Читатели могут задаться вопросом: зачем надо было мне все это переживать, в то время как сотрудники КГБ СССР в Москве, принимая меня, указывали на то, что я могу вести нормальный образ жизни, обзавестись семьей, трудиться и заниматься общественной деятельностью? Но любому человеку должно быть понятно мое состояние. Ведь все знали меня по работе в Ленинграде, учебе в институте, участии в борьбе против фашизма в Испании как честного человека, патриота. Как же мог я объяснить им тот факт, что я не участник Великой Отечественной войны?
Могло возникнуть много вопросов, но я решил твердо, что работника музея Елену Николаевну Привалову я должен предупредить хотя бы только о том, что побывал в ИТЛ. К этому времени уже многие знали о незаконности имевших место репрессий и о реабилитации необоснованно осужденных. Именно поэтому я, предупредив о необходимости неразглашения сказанного мною, признался и в том, что добиваюсь моей полной реабилитации.
Вскоре состоялось собрание членов нашей группы. Именно тогда произошла моя встреча со многими моряками, с которыми я одновременно служил в испанском республиканском флоте. Это были адмиралы разных рангов: В.А. Алафузов, Н.О. Абрамов (в то время председатель нашей группы), В.Л. Богденко, Н.П. Египко, С.А. Осипов, капитан 1 ранга С.П. Лисин (председатель одной из комиссий – организационной). Было много офицеров разных войск, военных переводчиков. Неожиданно, с некоторым опозданием в зал вошел контр адмирал С.Д. Солоухин. Внезапно я узнал еще одного моряка, которого тоже хорошо знал по Картахене, контр-адмирала Н.И. Яхненко.

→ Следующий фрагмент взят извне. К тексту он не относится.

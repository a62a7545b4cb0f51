//! Persistence adapters - Document stores implementing the outbound ports

mod in_memory;
mod sqlite_store;

pub use in_memory::InMemoryDocumentStore;
pub use sqlite_store::SqliteDocumentStore;
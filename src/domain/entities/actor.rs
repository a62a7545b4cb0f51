//! Actor entity - Owner of effects and auras

use serde::{Deserialize, Serialize};

use crate::domain::entities::ActiveEffect;
use crate::domain::value_objects::{ActorId, DocumentUuid, EffectId};

/// A character or creature sheet
#[derive(Debug, Clone, PartialEq, Serialize, Deserialize)]
pub struct Actor {
    pub id: ActorId,
    pub name: String,
    #[serde(default)]
    pub effects: Vec<ActiveEffect>,
}

impl Actor {
    pub fn new(name: impl Into<String>) -> Self {
        Self {
            id: ActorId::new(),
            name: name.into(),
            effects: Vec::new(),
        }
    }

    #[cfg(test)]
    pub fn with_effect(mut self, effect: ActiveEffect) -> Self {
        self.effects.push(effect);
        self
    }

    pub fn effect(&self, id: EffectId) -> Option<&ActiveEffect> {
        self.effects.iter().find(|e| e.id == id)
    }

    /// Auras radiating from this actor
    pub fn auras(&self) -> impl Iterator<Item = &ActiveEffect> {
        self.effects.iter().filter(|e| e.is_aura())
    }

    /// Effects that were applied by some area
    pub fn current_area_effects(&self) -> impl Iterator<Item = &ActiveEffect> {
        self.effects.iter().filter(|e| e.from_area().is_some())
    }

    /// Existing effect applied by the given area, if any
    pub fn effect_from_area(&self, area: &DocumentUuid) -> Option<&ActiveEffect> {
        self.current_area_effects()
            .find(|e| e.from_area() == Some(area))
    }

    /// Existing effect applied by the given area that may be auto-removed
    pub fn removable_effect_from_area(&self, area: &DocumentUuid) -> Option<&ActiveEffect> {
        self.current_area_effects()
            .find(|e| e.from_area() == Some(area) && !e.keep())
    }

    pub fn remove_effect(&mut self, id: EffectId) -> Option<ActiveEffect> {
        let index = self.effects.iter().position(|e| e.id == id)?;
        Some(self.effects.remove(index))
    }
}

#[cfg(test)]
mod tests {
    use super::*;
    use crate::domain::entities::{EffectPayload, TransferKind};

    #[test]
    fn test_auras_exclude_disabled_and_received() {
        let mut actor = Actor::new("Witch Hunter");
        let id = actor.id;
        let aura = EffectPayload::new("Zeal").with_transfer(TransferKind::Aura).with_radius(2.0);

        let mut disabled = aura.clone();
        disabled.disabled = true;

        let mut received = aura.clone();
        received.flags.from_area = Some(DocumentUuid::from("Actor.x.ActiveEffect.y"));

        actor.effects.push(aura.into_effect(id));
        actor.effects.push(disabled.into_effect(id));
        actor.effects.push(received.into_effect(id));

        assert_eq!(actor.auras().count(), 1);
        assert_eq!(actor.current_area_effects().count(), 1);
    }

    #[test]
    fn test_removable_lookup_skips_kept_effects() {
        let mut actor = Actor::new("Dwarf");
        let id = actor.id;
        let area = DocumentUuid::from("Scene.a.MeasuredTemplate.b");

        let mut kept = EffectPayload::new("Frightened").with_keep(true);
        kept.flags.from_area = Some(area.clone());
        actor.effects.push(kept.into_effect(id));

        assert!(actor.effect_from_area(&area).is_some());
        assert!(actor.removable_effect_from_area(&area).is_none());
    }
}
//! Application configuration

use anyhow::{Context, Result};
use serde::Deserialize;

/// Application configuration loaded from `AREAFX_*` environment variables
#[derive(Debug, Clone, Deserialize)]
pub struct AppConfig {
    /// HTTP bridge port
    #[serde(default = "default_server_port")]
    pub server_port: u16,

    /// SQLite URL for the standalone document store; in-memory when unset
    #[serde(default)]
    pub database_url: Option<String>,

    /// User recorded as the author of synthetic aura templates
    #[serde(default)]
    pub user_id: Option<uuid::Uuid>,

    /// Notifications retained for the host to poll
    #[serde(default = "default_notification_capacity")]
    pub notification_capacity: usize,
}

fn default_server_port() -> u16 {
    3000
}

fn default_notification_capacity() -> usize {
    100
}

impl Default for AppConfig {
    fn default() -> Self {
        Self {
            server_port: default_server_port(),
            database_url: None,
            user_id: None,
            notification_capacity: default_notification_capacity(),
        }
    }
}

impl AppConfig {
    /// Load configuration from environment variables
    pub fn from_env() -> Result<Self> {
        config::Config::builder()
            .add_source(config::Environment::with_prefix("AREAFX").try_parsing(true))
            .build()
            .context("Failed to read AREAFX_* environment")?
            .try_deserialize()
            .context("Invalid AREAFX_* configuration")
    }
}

На первом собрании, на котором я присутствовал, меня предложили избрать в комиссию, возглавляемую Героем Советского Союза капитаном I ранга, подводником С.П. Лисиным, которого я узнал вскоре после его прибытия в Испанию еще в 1938 г. Мне доверялось стать его заместителем в указанной комиссии. Я не знал, как поступить. Ведь я оказался среди многих моих давних друзей, которые не могли даже предположить, что я могу стать «изменником Родины». Следует ли мне отказаться от высказанного предложения, какой следует привести довод – или дать согласие? С немалым нервным напряжением я принял это предложение и активно включился в деятельность нашей группы (или как мы ее называли – секции).

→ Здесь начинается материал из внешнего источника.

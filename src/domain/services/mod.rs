//! Domain services - Pure operations over domain entities

pub mod containment;

pub use containment::{is_contained, tokens_in_area};
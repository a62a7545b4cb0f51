//! Domain entities - Host documents the engine reads and writes

mod actor;
mod area;
mod chat_message;
mod effect;
mod scene;
mod template;
mod token;

pub use actor::Actor;
pub use area::Area;
pub use chat_message::{ChatMessage, TestSnapshot};
pub use effect::{ActiveEffect, EffectPayload, TransferKind};
pub use scene::Scene;
pub use template::{AreaEffectSource, MeasuredTemplate, TemplateKind};
pub use token::Token;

После официального окончания состоявшегося собрания я перезнакомился со многими, которых до этого не знал. В первую очередь мне бы хотелось назвать тех, с которыми мы стали вскоре весьма близкими друзьями. Правда, большинство из них пришлось впоследствии провожать в последний путь. Я вспоминаю ставших мне близкими, очень близкими друзьями генералов П.Л. Котова, В.А. Яманова, В.В. Пузейкина, Е.Е. Ерлыкина, К.В. Введенского и многих других. Я увидел ставшего мне еще близким в Барселоне генерал-майора медицинской службы И.С. Колесникова.